Muscling in on the mussels' grip

In situ Raman spectroscopy has been used to probe the chemical composition of the cuticle of the common bivalve mollusc commonly known as the mussel. The research provides the first direct evidence that the cuticle has a protein-based polymeric scaffold stabilized by dopa-iron complexes, which helps explain how mussels keep their grip on rocks even on the fiercest of stormy shorelines.

Matthew Harrington, Admir Masic, and Peter Fratzl of the Department of Biomaterials, at the Max Planck Institute for Colloids and Interfaces, Potsdam, Germany, Niels Holten-Andersen at the University of California, Santa Barbara and the University of Chicago, and Herbert Waite also at UCSB have prised open the secret of the marine mussel's byssus.
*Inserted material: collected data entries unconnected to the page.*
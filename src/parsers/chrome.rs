// src/parsers/chrome.rs
// Chrome reader-mode tab: locate the `web-area` (the page content, not the
// surrounding browser chrome), read its `url`, `title` and flattened
// static text into a `browser_frame`, and additionally treat it as a
// single-document conversation the same way Notion/Obsidian are, so the
// page's body text is still searchable as a message.

use async_trait::async_trait;

use crate::accessibility::{Element, ElementHandle};
use crate::deadline::Deadline;
use crate::error::HarvesterError;
use crate::matcher::Matcher;
use crate::traversal::{self, TraversalConfig};

use super::document::{parse_document, DocumentSelectors};
use super::types::{AppKind, AppParser, BrowserFrame, ChannelType, ParseResult};

pub struct ChromeParser;

#[async_trait]
impl AppParser for ChromeParser {
    fn app_kind(&self) -> AppKind {
        AppKind::Chrome
    }

    async fn parse(&self, window: &ElementHandle, deadline: Deadline) -> Result<ParseResult, HarvesterError> {
        let config = TraversalConfig::new().deadline(deadline);
        let selectors = DocumentSelectors {
            title: Matcher::has_role("AXWebArea"),
            body_block: Matcher::has_attribute_equal_to("data-qa", "reader-paragraph"),
            author: Some(Matcher::has_attribute_equal_to("data-qa", "reader-byline")),
            modified_time: None,
        };
        let mut result =
            parse_document(window, &selectors, AppKind::Chrome, ChannelType::Document, "unknown-author", deadline).await?;

        let web_area = traversal::find_element(window.clone(), config.clone(), Matcher::has_role("AXWebArea")).await?;
        if let Some(web_area) = web_area {
            let url = web_area.attribute("url").await?.unwrap_or_default();
            let title = web_area.title().await?.unwrap_or_else(|| "untitled".to_string());
            let text = result
                .conversations
                .first()
                .map(|c| c.messages.first().map(|m| m.content.clone()).unwrap_or_default())
                .unwrap_or_default();
            if !text.is_empty() {
                result.browser_frame = Some(BrowserFrame { url, title, text });
            } else {
                result.warnings.push("web-area had no text, browser frame not recorded".to_string());
            }
        } else {
            result.warnings.push("no web-area element found".to_string());
        }

        Ok(result)
    }
}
The byssus is a bundle of tough and extensible fibres that allow the animal to attach itself securely to wave-swept coastlines the world over. According to the researchers, localised accumulation of iron-mediated cross-links - dopa-iron complexes - creates hard knobs within an extended support matrix of biological polymer that itself has fewer of these molecular bridges. The knobbly coating of the byssus cuticle can be seen under the electron microscope. Tests reveal it to have epoxy-like hardness, while straining up to 100% without cracking.

The team suggests that mimicking this "design" strategy in novel composites and other materials could allow materials scientists and engineers to work with tough, abrasion-resistant, and stretchable, or extensible, coatings.
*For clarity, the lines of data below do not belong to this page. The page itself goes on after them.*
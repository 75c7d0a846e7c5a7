// src/db/types.rs
// Row types returned by the database layer (C8) — the persisted shape of
// the records C9 writes and C10 reads back out.

use chrono::{DateTime, Local, TimeZone};
use rusqlite::Row;

use crate::error::HarvesterError;

/// One row of `slack_messages`, with its generated columns and JSON-encoded
/// list fields decoded back into their Rust shapes.
#[derive(Debug, Clone, PartialEq)]
pub struct StoredMessage {
    pub id: String,
    pub workspace: String,
    pub channel: String,
    pub sender: String,
    pub content: String,
    pub timestamp: DateTime<Local>,
    pub thread_ts: Option<String>,
    pub mentions: Vec<String>,
    pub attachment_names: Vec<String>,
    pub content_hash: String,
    pub version: i64,
    pub edited_at: Option<DateTime<Local>>,
    pub ingested_at: DateTime<Local>,
    pub updated_at: DateTime<Local>,
    pub date_only: String,
    pub month_year: String,
    pub day_of_week: String,
}

/// One row of `slack_reactions`.
#[derive(Debug, Clone, PartialEq)]
pub struct StoredReaction {
    pub message_id: String,
    pub emoji: String,
    pub count: u32,
    pub updated_at: DateTime<Local>,
}

/// One row of `ingestion_log` — the running totals for one
/// (session, workspace, channel) ingestion pass.
#[derive(Debug, Clone, Default, PartialEq, Eq)]
pub struct IngestionLogRow {
    pub session_id: String,
    pub workspace: String,
    pub channel: String,
    pub last_message_timestamp: Option<String>,
    pub message_count: u32,
    pub new_messages: u32,
    pub updated_messages: u32,
    pub duplicate_messages: u32,
}

/// Parses a SQLite `DATETIME` column (`YYYY-MM-DD HH:MM:SS[.fff]`, the
/// format `CURRENT_TIMESTAMP` and our own inserts use) into a local
/// [`DateTime`].
pub fn parse_sqlite_datetime(raw: &str) -> Result<DateTime<Local>, HarvesterError> {
    let naive = chrono::NaiveDateTime::parse_from_str(raw, "%Y-%m-%d %H:%M:%S%.f")
        .or_else(|_| chrono::NaiveDateTime::parse_from_str(raw, "%Y-%m-%dT%H:%M:%S%.f"))
        .map_err(|e| HarvesterError::Malformed(format!("unparseable datetime '{raw}': {e}")))?;
    match Local.from_local_datetime(&naive).single() {
        Some(dt) => Ok(dt),
        None => Err(HarvesterError::Malformed(format!("ambiguous local datetime '{raw}'"))),
    }
}

fn parse_json_string_list(raw: Option<String>) -> Vec<String> {
    raw.and_then(|s| serde_json::from_str::<Vec<String>>(&s).ok()).unwrap_or_default()
}

impl StoredMessage {
    /// Decode one row of `SELECT * FROM slack_messages` (column order must
    /// match the table's declared order in `schema.rs`).
    pub fn from_row(row: &Row<'_>) -> rusqlite::Result<Self> {
        let timestamp_raw: String = row.get("timestamp")?;
        let ingested_at_raw: String = row.get("ingested_at")?;
        let updated_at_raw: String = row.get("updated_at")?;
        let edited_at_raw: Option<String> = row.get("edited_at")?;
        let mentions_raw: Option<String> = row.get("mentions")?;
        let attachments_raw: Option<String> = row.get("attachment_names")?;

        Ok(StoredMessage {
            id: row.get("id")?,
            workspace: row.get("workspace")?,
            channel: row.get("channel")?,
            sender: row.get("sender")?,
            content: row.get("content")?,
            timestamp: parse_sqlite_datetime(&timestamp_raw).unwrap_or_else(|_| Local::now()),
            thread_ts: row.get("thread_ts")?,
            mentions: parse_json_string_list(mentions_raw),
            attachment_names: parse_json_string_list(attachments_raw),
            content_hash: row.get("content_hash")?,
            version: row.get("version")?,
            edited_at: edited_at_raw.and_then(|s| parse_sqlite_datetime(&s).ok()),
            ingested_at: parse_sqlite_datetime(&ingested_at_raw).unwrap_or_else(|_| Local::now()),
            updated_at: parse_sqlite_datetime(&updated_at_raw).unwrap_or_else(|_| Local::now()),
            date_only: row.get("date_only")?,
            month_year: row.get("month_year")?,
            day_of_week: row.get("day_of_week")?,
        })
    }
}

impl StoredReaction {
    pub fn from_row(row: &Row<'_>) -> rusqlite::Result<Self> {
        let updated_at_raw: String = row.get("updated_at")?;
        Ok(StoredReaction {
            message_id: row.get("message_id")?,
            emoji: row.get("emoji")?,
            count: row.get::<_, i64>("count")? as u32,
            updated_at: parse_sqlite_datetime(&updated_at_raw).unwrap_or_else(|_| Local::now()),
        })
    }
}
Harrington explains the motivation for studying the byssus cuticle: "Protective coatings are important for prolonging the lifetime of materials and devices. However, considering that hardness and extensibility are seldom coupled in engineered polymers or composites, understanding how one protects a flexible substrate becomes quite important." When smaller than microscopic tears occur in the byssal matrix during stretching, the cuticle is not simply ripped apart because these sub-microscopic tears do not proceed to form larger fissures that would otherwise lead to mechanical failure of the byssus and mussel detachment.

Central to understanding the peculiar mechanical behaviour of the cuticle are the high concentration of iron ions in the cuticle and the presence of an uncommon modification of the amino acid tyrosine known commonly as dopa. Dopa is found at high concentrations in the main cuticle component, mussel foot protein-1 (mfp-1), the researchers explain. Dopa is unlike typical amino acids due in that it has a significant affinity for forming chemical complexes with transition metal ions, particularly iron.
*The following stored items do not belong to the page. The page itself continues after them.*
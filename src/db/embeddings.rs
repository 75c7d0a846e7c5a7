// src/db/embeddings.rs
// Vector index operations (C8) — the `slack_message_embeddings` vec0
// table colocated with the relational schema.

use rusqlite::{Connection, params};

use crate::db::schema::EMBEDDING_DIM;
use crate::error::HarvesterError;

/// Encode a vector as the little-endian byte blob `sqlite-vec` expects.
pub fn embedding_to_bytes(embedding: &[f32]) -> Vec<u8> {
    embedding.iter().flat_map(|f| f.to_le_bytes()).collect()
}

fn check_dimensions(embedding: &[f32]) -> Result<(), HarvesterError> {
    if embedding.len() != EMBEDDING_DIM {
        return Err(HarvesterError::InvalidVectorDimensions {
            expected: EMBEDDING_DIM,
            actual: embedding.len(),
        });
    }
    Ok(())
}

/// Insert (or replace) `message_id`'s embedding. Fails with
/// [`HarvesterError::InvalidVectorDimensions`] if `embedding` isn't
/// exactly [`EMBEDDING_DIM`] components (§3's Embedding row invariant).
pub fn insert_embedding_sync(
    conn: &Connection,
    message_id: &str,
    embedding: &[f32],
) -> Result<(), HarvesterError> {
    check_dimensions(embedding)?;
    delete_embedding_sync(conn, message_id)?;
    conn.execute(
        "INSERT INTO slack_message_embeddings (embedding, message_id) VALUES (?1, ?2)",
        params![embedding_to_bytes(embedding), message_id],
    )?;
    Ok(())
}

/// Remove `message_id`'s embedding, if any. The vector table has no
/// foreign key to `slack_messages` (vec0 virtual tables can't declare
/// one), so callers that delete a message must call this explicitly.
pub fn delete_embedding_sync(conn: &Connection, message_id: &str) -> Result<(), HarvesterError> {
    conn.execute(
        "DELETE FROM slack_message_embeddings WHERE message_id = ?1",
        params![message_id],
    )?;
    Ok(())
}

/// One vector search hit: a `message_id` and its distance from the query
/// vector (`1 - cosine_similarity`, per §4.10).
#[derive(Debug, Clone, PartialEq)]
pub struct VectorHit {
    pub message_id: String,
    pub distance: f32,
}

/// Top-`k` nearest neighbours of `query`, ascending by distance.
/// Requires `query.len() == EMBEDDING_DIM`.
pub fn knn_search_sync(
    conn: &Connection,
    query: &[f32],
    k: usize,
) -> Result<Vec<VectorHit>, HarvesterError> {
    check_dimensions(query)?;
    let query_bytes = embedding_to_bytes(query);

    let matched: rusqlite::Result<Vec<VectorHit>> = (|| {
        let mut stmt = conn.prepare(
            "SELECT message_id, distance FROM slack_message_embeddings
             WHERE embedding MATCH ?1 AND k = ?2
             ORDER BY distance",
        )?;
        stmt.query_map(params![query_bytes, k as i64], |row| {
            Ok(VectorHit {
                message_id: row.get(0)?,
                distance: row.get(1)?,
            })
        })?
        .collect()
    })();

    match matched {
        Ok(hits) => Ok(hits),
        // Some sqlite-vec builds don't support `k = ?` on a bare MATCH query
        // against a non-partitioned vec0 table; fall back to a full scan
        // ordered by the same cosine-distance function.
        Err(_) => knn_search_full_scan_sync(conn, &query_bytes, k),
    }
}

fn knn_search_full_scan_sync(
    conn: &Connection,
    query_bytes: &[u8],
    k: usize,
) -> Result<Vec<VectorHit>, HarvesterError> {
    let mut stmt = conn.prepare(
        "SELECT message_id, vec_distance_cosine(embedding, ?1) as distance
         FROM slack_message_embeddings
         ORDER BY distance
         LIMIT ?2",
    )?;
    let rows = stmt.query_map(params![query_bytes, k as i64], |row| {
        Ok(VectorHit {
            message_id: row.get(0)?,
            distance: row.get(1)?,
        })
    })?;
    Ok(rows.collect::<rusqlite::Result<Vec<_>>>()?)
}

#[cfg(test)]
mod tests {
    use super::*;

    fn conn() -> Connection {
        crate::db::pool::ensure_sqlite_vec_registered();
        let conn = Connection::open_in_memory().unwrap();
        crate::db::schema::run_all_migrations(&conn).unwrap();
        conn
    }

    fn vec_with(first: f32) -> Vec<f32> {
        let mut v = vec![0.0f32; EMBEDDING_DIM];
        v[0] = first;
        v
    }

    #[test]
    fn rejects_wrong_dimension_on_insert() {
        let conn = conn();
        let err = insert_embedding_sync(&conn, "m1", &[0.0; 10]).unwrap_err();
        assert!(matches!(err, HarvesterError::InvalidVectorDimensions { .. }));
    }

    #[test]
    fn rejects_wrong_dimension_on_search() {
        let conn = conn();
        let err = knn_search_sync(&conn, &[0.0; 10], 5).unwrap_err();
        assert!(matches!(err, HarvesterError::InvalidVectorDimensions { .. }));
    }

    #[test]
    fn insert_then_search_finds_nearest() {
        let conn = conn();
        insert_embedding_sync(&conn, "close", &vec_with(1.0)).unwrap();
        insert_embedding_sync(&conn, "far", &vec_with(-1.0)).unwrap();

        let hits = knn_search_sync(&conn, &vec_with(1.0), 2).unwrap();
        assert_eq!(hits.first().map(|h| h.message_id.as_str()), Some("close"));
    }

    #[test]
    fn insert_replaces_existing_embedding() {
        let conn = conn();
        insert_embedding_sync(&conn, "m1", &vec_with(1.0)).unwrap();
        insert_embedding_sync(&conn, "m1", &vec_with(-1.0)).unwrap();

        let count: i64 = conn
            .query_row(
                "SELECT COUNT(*) FROM slack_message_embeddings WHERE message_id = 'm1'",
                [],
                |row| row.get(0),
            )
            .unwrap();
        assert_eq!(count, 1);
    }

    #[test]
    fn delete_removes_embedding() {
        let conn = conn();
        insert_embedding_sync(&conn, "m1", &vec_with(1.0)).unwrap();
        delete_embedding_sync(&conn, "m1").unwrap();
        let count: i64 = conn
            .query_row("SELECT COUNT(*) FROM slack_message_embeddings", [], |row| row.get(0))
            .unwrap();
        assert_eq!(count, 0);
    }
}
By using in situ Raman spectroscopy to probe the chemical composition of the cuticle, the team has obtained directly the first evidence that the cuticle is a protein-based polymeric scaffold stabilized by these dopa-iron complexes. Moreover, they also revealed how the dopa-iron complexes are distributed.

Team member Admir Masic, of the Max Planck Institute for Colloids and Interfaces, explains, "When 2-3 dopa residues complex with a single iron ion, they create an incredibly stable complex that can be utilized to cross-link structural proteins." These metal-protein complexes have a high breaking force (nearly half that of covalent bonds), but unlike covalent bonds they are reversibly breakable, making them ideal for creating sacrificial cross-links.

"Nature has evolved an elegant solution to a problem that engineers are still struggling with; namely, how to combine the properties of abrasion resistance and high extensibility in the same material", says Peter Fratzl, director of biomaterials at the MPI. The fine tuning of metal-protein chemistry and the submicron organization of cross-link density underpins this strategy. "Conceivably, this same strategy could be applied in engineered polymers and composites," he adds.